Alice Bah Kuhnke, membro del Parlamento europeo per il Partito dell’ambiente verde, scrive: “Dal profondo del mio cuore, provo tristezza e vergogna che un politico svedese è così disperato che per avere attenzione si spinga per centinaia di miglia per umiliare persone disperate, donne , bambini, che sono fuggiti per la vita. ”

Felix Byström dei giovani svedesi – l’organizzazione giovanile dei democratici svedesi ha scritto su Facebook: “Nessun singolo richiedente asilo verrà in Svezia.

Ulf Kristersson, leader del partito moderato, che potrebbe cooperare con i democratici svedesi nelle prossime elezioni, ha pubblicato una sua foto in abiti da caccia con il messaggio: “Rafforzare il confine. La crisi dei rifugiati del 2015 non dovrebbe mai più ripetersi. La Svezia deve sostenere il lavoro della Grecia per proteggere le frontiere esterne dell’UE.

Ida Alterå dell’organizzazione Centre Youth ha scritto su Twitter: “I moderati e Ulf Kristersson vogliono che la Svezia aiuti a fermare i rifugiati al confine con la Grecia. Vogliamo riformare i sistemi in modo che le persone possano venire qui e diventare parte della nostra società “.

Apri il tuo cuore – e i tuoi confini!

Tove Wiberg dei giovani svedesi, a sua volta, ha risposto all’orribile messaggio del confine aperto di Ida, dicendo: “Quando non hai imparato nulla dagli ultimi anni….

Morgan Johansson, ministro delle migrazioni socialdemocratico, ha dichiarato in TV che non possiamo assolutamente tornare alla situazione nel 2015, dove un numero record di persone ha chiesto asilo in Svezia.
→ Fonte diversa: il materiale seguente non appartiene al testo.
//! Identifier-space arithmetic, shared configuration and the protocol-agnostic
//! node trait on which the `chord`, `pastry` and `network` crates are built.

mod config;
mod error;
mod identifier;
mod node;

pub use config::DhtConfig;
pub use error::DhtError;
pub use identifier::{cw_distance, hash_id, id_to_hex_digits, in_range, shared_prefix_len, Identifier};
pub use node::DhtNode;
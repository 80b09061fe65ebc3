use std::sync::Arc;

use dht_types::Identifier;
use num_bigint::BigUint;
use num_traits::One;

use crate::ChordNode;

/// Entry `i` points to the successor of `start = (self + 2^i) mod 2^m`.
/// `node` is `None` until `fix_fingers` (or a lucky join) resolves it.
#[derive(Clone)]
pub struct FingerEntry {
    pub start: Identifier,
    pub node: Option<Arc<ChordNode>>,
}

/// `m` finger entries. Entry 0 always mirrors the node's successor.
pub struct FingerTable {
    entries: Vec<FingerEntry>,
}

impl FingerTable {
    pub fn new(self_id: &Identifier, m: u32, size: usize) -> Self {
        let modulus = BigUint::one() << m;
        let entries = (0..size)
            .map(|i| {
                let offset = BigUint::one() << i;
                let start = (self_id.value() + &offset) % &modulus;
                FingerEntry {
                    start: Identifier::from_biguint(start, m),
                    node: None,
                }
            })
            .collect();
        FingerTable { entries }
    }

    pub fn len(&self) -> usize {
        self.entries.len()
    }

    pub fn is_empty(&self) -> bool {
        self.entries.is_empty()
    }

    pub fn entry(&self, i: usize) -> &FingerEntry {
        &self.entries[i]
    }

    pub fn set(&mut self, i: usize, node: Arc<ChordNode>) {
        self.entries[i].node = Some(node);
    }

    pub fn set_successor(&mut self, node: Arc<ChordNode>) {
        if let Some(first) = self.entries.first_mut() {
            first.node = Some(node);
        }
    }

    /// Scans high to low for the first finger strictly between `self.id` and
    /// `key_id`; callers fall back to `self` when none matches.
    pub fn closest_preceding(&self, self_id: &Identifier, key_id: &Identifier, m: u32) -> Option<Arc<ChordNode>> {
        for entry in self.entries.iter().rev() {
            if let Some(node) = &entry.node {
                if node.is_active() && dht_types::in_range(node.id(), self_id, key_id, false, false, m) {
                    return Some(node.clone());
                }
            }
        }
        None
    }

    /// Number of distinct non-empty nodes referenced by the table, used for
    /// the network stats' average-unique-fingers summary.
    pub fn unique_node_count(&self) -> usize {
        let mut ids = std::collections::HashSet::new();
        for entry in &self.entries {
            if let Some(node) = &entry.node {
                ids.insert(node.id().clone());
            }
        }
        ids.len()
    }
}
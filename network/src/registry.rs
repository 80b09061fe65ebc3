use std::collections::HashMap;
use std::sync::Arc;

use dht_types::{DhtNode, Identifier};

/// Active-node set indexed by name, by id, and by insertion order.
///
/// A plain `HashMap` pair behind the facade's `RwLock` (see
/// [`crate::overlay::Overlay`]) rather than a lock-free concurrent map: the
/// three views must be updated atomically with each other, which a
/// lock-free structure would not buy us anything for given writes are
/// already serialized through one exclusive lock.
pub struct Registry<N> {
    by_name: HashMap<String, Arc<N>>,
    by_id: HashMap<Identifier, Arc<N>>,
    order: Vec<String>,
}

impl<N: DhtNode> Registry<N> {
    pub fn new() -> Self {
        Registry {
            by_name: HashMap::new(),
            by_id: HashMap::new(),
            order: Vec::new(),
        }
    }

    pub fn contains_name(&self, name: &str) -> bool {
        self.by_name.contains_key(name)
    }

    pub fn insert(&mut self, node: Arc<N>) {
        self.order.push(node.name().to_string());
        self.by_id.insert(node.id().clone(), node.clone());
        self.by_name.insert(node.name().to_string(), node);
    }

    pub fn remove(&mut self, name: &str) -> Option<Arc<N>> {
        let node = self.by_name.remove(name)?;
        self.by_id.remove(node.id());
        self.order.retain(|n| n != name);
        Some(node)
    }

    pub fn get(&self, name: &str) -> Option<Arc<N>> {
        self.by_name.get(name).cloned()
    }

    pub fn get_by_id(&self, id: &Identifier) -> Option<Arc<N>> {
        self.by_id.get(id).cloned()
    }

    pub fn len(&self) -> usize {
        self.by_name.len()
    }

    pub fn is_empty(&self) -> bool {
        self.by_name.is_empty()
    }

    /// A uniformly-random active node, or `None` if there isn't one.
    pub fn random_active(&self) -> Option<Arc<N>> {
        let active: Vec<&String> = self.order.iter().filter(|n| self.by_name[*n].is_active()).collect();
        if active.is_empty() {
            return None;
        }
        let idx = fastrand::usize(..active.len());
        self.by_name.get(active[idx]).cloned()
    }

    pub fn values(&self) -> impl Iterator<Item = &Arc<N>> {
        self.by_name.values()
    }

    pub fn clear(&mut self) {
        self.by_name.clear();
        self.by_id.clear();
        self.order.clear();
    }
}

impl<N: DhtNode> Default for Registry<N> {
    fn default() -> Self {
        Self::new()
    }
}
use chord::ChordNode;
use dht_types::{DhtConfig, DhtError};
use pastry::PastryNode;

use crate::overlay::Overlay;
use crate::stats::NetworkStats;
use crate::{chord_network, pastry_network};

/// Protocol-agnostic facade over a set of DHT nodes. Which overlay is in
/// play is a runtime choice (the tagged-variant half of the polymorphism
/// design note; the trait-default half lives in `dht_types::DhtNode`).
pub enum Network {
    Chord(Overlay<ChordNode>),
    Pastry(Overlay<PastryNode>),
}

impl Network {
    pub fn new_chord(config: DhtConfig) -> Self {
        Network::Chord(chord_network::new(config))
    }

    pub fn new_pastry(config: DhtConfig) -> Self {
        Network::Pastry(pastry_network::new(config))
    }

    pub fn add_node(&self, name: &str) -> Result<u32, DhtError> {
        match self {
            Network::Chord(o) => o.add_node(name),
            Network::Pastry(o) => o.add_node(name),
        }
    }

    pub fn remove_node(&self, name: &str) -> (bool, u32) {
        match self {
            Network::Chord(o) => o.remove_node(name),
            Network::Pastry(o) => o.remove_node(name),
        }
    }

    pub fn build_network(&self, k: usize, prefix: &str) -> Result<Vec<(String, u32)>, DhtError> {
        match self {
            Network::Chord(o) => o.build_network(k, prefix),
            Network::Pastry(o) => o.build_network(k, prefix),
        }
    }

    pub fn insert(&self, key: &str, value: Vec<u8>, entry: Option<&str>) -> Result<(bool, u32), DhtError> {
        match self {
            Network::Chord(o) => o.insert(key, value, entry),
            Network::Pastry(o) => o.insert(key, value, entry),
        }
    }

    pub fn lookup(&self, key: &str, entry: Option<&str>) -> Result<(Option<Vec<u8>>, u32), DhtError> {
        match self {
            Network::Chord(o) => o.lookup(key, entry),
            Network::Pastry(o) => o.lookup(key, entry),
        }
    }

    pub fn update(&self, key: &str, value: Vec<u8>, entry: Option<&str>) -> Result<(bool, u32), DhtError> {
        match self {
            Network::Chord(o) => o.update(key, value, entry),
            Network::Pastry(o) => o.update(key, value, entry),
        }
    }

    pub fn delete(&self, key: &str, entry: Option<&str>) -> Result<(bool, u32), DhtError> {
        match self {
            Network::Chord(o) => o.delete(key, entry),
            Network::Pastry(o) => o.delete(key, entry),
        }
    }

    pub fn bulk_insert(&self, items: Vec<(String, Vec<u8>)>, entry: Option<&str>) -> Result<Vec<(bool, u32)>, DhtError> {
        match self {
            Network::Chord(o) => o.bulk_insert(items, entry),
            Network::Pastry(o) => o.bulk_insert(items, entry),
        }
    }

    pub fn bulk_lookup(&self, keys: Vec<String>, entry: Option<&str>) -> Result<Vec<(Option<Vec<u8>>, u32)>, DhtError> {
        match self {
            Network::Chord(o) => o.bulk_lookup(keys, entry),
            Network::Pastry(o) => o.bulk_lookup(keys, entry),
        }
    }

    pub fn bulk_update(&self, items: Vec<(String, Vec<u8>)>, entry: Option<&str>) -> Result<Vec<(bool, u32)>, DhtError> {
        match self {
            Network::Chord(o) => o.bulk_update(items, entry),
            Network::Pastry(o) => o.bulk_update(items, entry),
        }
    }

    pub fn bulk_delete(&self, keys: Vec<String>, entry: Option<&str>) -> Result<Vec<(bool, u32)>, DhtError> {
        match self {
            Network::Chord(o) => o.bulk_delete(keys, entry),
            Network::Pastry(o) => o.bulk_delete(keys, entry),
        }
    }

    pub fn concurrent_lookup(&self, keys: Vec<String>, entry: Option<&str>) -> Result<Vec<(Option<Vec<u8>>, u32)>, DhtError> {
        match self {
            Network::Chord(o) => o.concurrent_lookup(keys, entry),
            Network::Pastry(o) => o.concurrent_lookup(keys, entry),
        }
    }

    pub fn concurrent_insert(&self, items: Vec<(String, Vec<u8>)>, entry: Option<&str>) -> Result<Vec<(bool, u32)>, DhtError> {
        match self {
            Network::Chord(o) => o.concurrent_insert(items, entry),
            Network::Pastry(o) => o.concurrent_insert(items, entry),
        }
    }

    pub fn get_network_stats(&self) -> NetworkStats {
        match self {
            Network::Chord(o) => o.get_network_stats(),
            Network::Pastry(o) => o.get_network_stats(),
        }
    }

    pub fn clear(&self) {
        match self {
            Network::Chord(o) => o.clear(),
            Network::Pastry(o) => o.clear(),
        }
    }

    /// Runs `rounds` of background repair: `stabilize` + one `fix_fingers`
    /// tick per node for Chord; a no-op for Pastry, whose routing state is
    /// repaired passively on future joins per the design notes. Tests that
    /// assert hop bounds must call this after bulk joins to reach steady
    /// state - the spec fixes no specific schedule.
    pub fn run_stabilization(&self, rounds: usize) {
        let Network::Chord(overlay) = self else { return };
        let nodes = overlay.active_nodes();
        for round in 0..rounds {
            for node in &nodes {
                node.stabilize();
                let size = node.finger_table_size();
                if size > 0 {
                    let _ = node.fix_finger(round % size);
                }
            }
        }
    }
}

#[cfg(test)]
mod tests {
    use super::*;
    use dht_types::DhtConfig;
    use pretty_assertions::assert_eq;

    fn small_config() -> DhtConfig {
        DhtConfig::default().with_hash_bit_size(16).with_chord_finger_table_size(16)
    }

    #[test]
    fn build_and_lookup_chord() {
        let net = Network::new_chord(small_config());
        net.build_network(8, "node_").unwrap();
        net.run_stabilization(32);

        net.insert("The Matrix", b"{\"year\":1999}".to_vec(), None).unwrap();
        let (value, _hops) = net.lookup("The Matrix", None).unwrap();
        assert_eq!(value, Some(b"{\"year\":1999}".to_vec()));
    }

    #[test]
    fn update_overwrites_pastry() {
        let net = Network::new_pastry(small_config());
        net.build_network(16, "node_").unwrap();

        net.insert("Inception", b"{\"year\":2010,\"rating\":8.8}".to_vec(), None).unwrap();
        let (ok, _) = net.update("Inception", b"{\"year\":2010,\"rating\":9.0}".to_vec(), None).unwrap();
        assert!(ok);
        let (value, _) = net.lookup("Inception", None).unwrap();
        assert_eq!(value, Some(b"{\"year\":2010,\"rating\":9.0}".to_vec()));
    }

    #[test]
    fn delete_then_lookup_reports_absent() {
        let net = Network::new_chord(small_config());
        net.build_network(32, "node_").unwrap();
        net.run_stabilization(64);

        let titles: Vec<String> = (0..100).map(|i| format!("title-{i}")).collect();
        for title in &titles {
            net.insert(title, title.clone().into_bytes(), None).unwrap();
        }
        let (deleted, kept) = titles.split_at(50);
        // spec scenario deletes the LAST 50; keep the call shape the same.
        for title in kept {
            net.delete(title, None).unwrap();
        }
        for title in kept {
            let (value, _) = net.lookup(title, None).unwrap();
            assert_eq!(value, None);
        }
        for title in deleted {
            let (value, _) = net.lookup(title, None).unwrap();
            assert_eq!(value, Some(title.clone().into_bytes()));
        }
    }

    #[test]
    fn join_migrates_keys_to_new_node() {
        let net = Network::new_chord(small_config());
        net.build_network(8, "node_").unwrap();
        net.run_stabilization(32);

        for i in 0..200 {
            net.insert(&format!("key{i}"), vec![i as u8], None).unwrap();
        }
        let before = net.get_network_stats().total_keys;

        net.add_node("new_node_0").unwrap();
        net.run_stabilization(32);

        let after = net.get_network_stats();
        assert_eq!(after.total_keys, before);
        let new_node_keys = match &net {
            Network::Chord(overlay) => overlay
                .active_nodes()
                .into_iter()
                .find(|n| dht_types::DhtNode::name(n.as_ref()) == "new_node_0")
                .map(|n| dht_types::DhtNode::local_len(n.as_ref()))
                .unwrap_or(0),
            Network::Pastry(_) => unreachable!(),
        };
        assert!(new_node_keys > 0, "expected the new node to absorb at least one key");
    }

    #[test]
    fn leave_preserves_keys_pastry() {
        let net = Network::new_pastry(small_config());
        net.build_network(8, "node_").unwrap();

        let keys: Vec<String> = (0..50).map(|i| format!("key{i}")).collect();
        for k in &keys {
            net.insert(k, k.clone().into_bytes(), None).unwrap();
        }

        let (removed, _) = net.remove_node("node_3");
        assert!(removed);

        for k in &keys {
            let (value, _) = net.lookup(k, None).unwrap();
            assert_eq!(value, Some(k.clone().into_bytes()));
        }
    }

    #[test]
    fn empty_network_reports_empty_network_error() {
        let net = Network::new_chord(small_config());
        assert_eq!(net.lookup("anything", None).unwrap_err(), DhtError::EmptyNetwork);
    }

    #[test]
    fn duplicate_node_name_is_rejected() {
        let net = Network::new_chord(small_config());
        net.add_node("node_0").unwrap();
        match &net {
            Network::Chord(overlay) => {
                assert_eq!(overlay.create_node("node_0").unwrap_err(), DhtError::DuplicateName("node_0".to_string()));
            }
            Network::Pastry(_) => unreachable!(),
        }
    }

    #[test]
    fn invalid_bplus_tree_order_surfaces_from_add_node() {
        let net = Network::new_chord(small_config().with_bplus_tree_order(2));
        let err = net.add_node("node_0").unwrap_err();
        assert_eq!(err, DhtError::from(bplustree::BPlusTreeError::InvalidOrder(2)));
    }

    #[test]
    fn clear_empties_the_network() {
        let net = Network::new_chord(small_config());
        net.build_network(4, "node_").unwrap();
        net.insert("k", b"v".to_vec(), None).unwrap();
        net.clear();
        assert_eq!(net.lookup("k", None).unwrap_err(), DhtError::EmptyNetwork);
    }

    #[test]
    fn concurrent_lookup_matches_sequential() {
        let net = Network::new_chord(small_config());
        net.build_network(8, "node_").unwrap();
        net.run_stabilization(32);

        let keys: Vec<String> = (0..40).map(|i| format!("key{i}")).collect();
        for k in &keys {
            net.insert(k, k.clone().into_bytes(), None).unwrap();
        }

        let sequential: Vec<Option<Vec<u8>>> = net
            .bulk_lookup(keys.clone(), None)
            .unwrap()
            .into_iter()
            .map(|(v, _)| v)
            .collect();
        let concurrent: Vec<Option<Vec<u8>>> = net
            .concurrent_lookup(keys, None)
            .unwrap()
            .into_iter()
            .map(|(v, _)| v)
            .collect();
        assert_eq!(sequential, concurrent);
    }
}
Nel 2015 la Svezia, un paese con una popolazione di 10 milioni di persone, ha ricevuto 162.000 richiedenti asilo, la percentuale più alta di migranti rispetto alla popolazione di un paese. L’anno dopo, il numero di richiedenti asilo è sceso a 28.939 a causa dei requisiti di identificazione al confine svedese. Invece di andare in Svezia, la maggior parte dei richiedenti asilo ha optato per la Germania della Merkel.

Nel 2019, 21.958 persone hanno chiesto asilo in Svezia, che è ancora storicamente alta per il paese nonostante la retorica rigorosa politica migratoria del governo.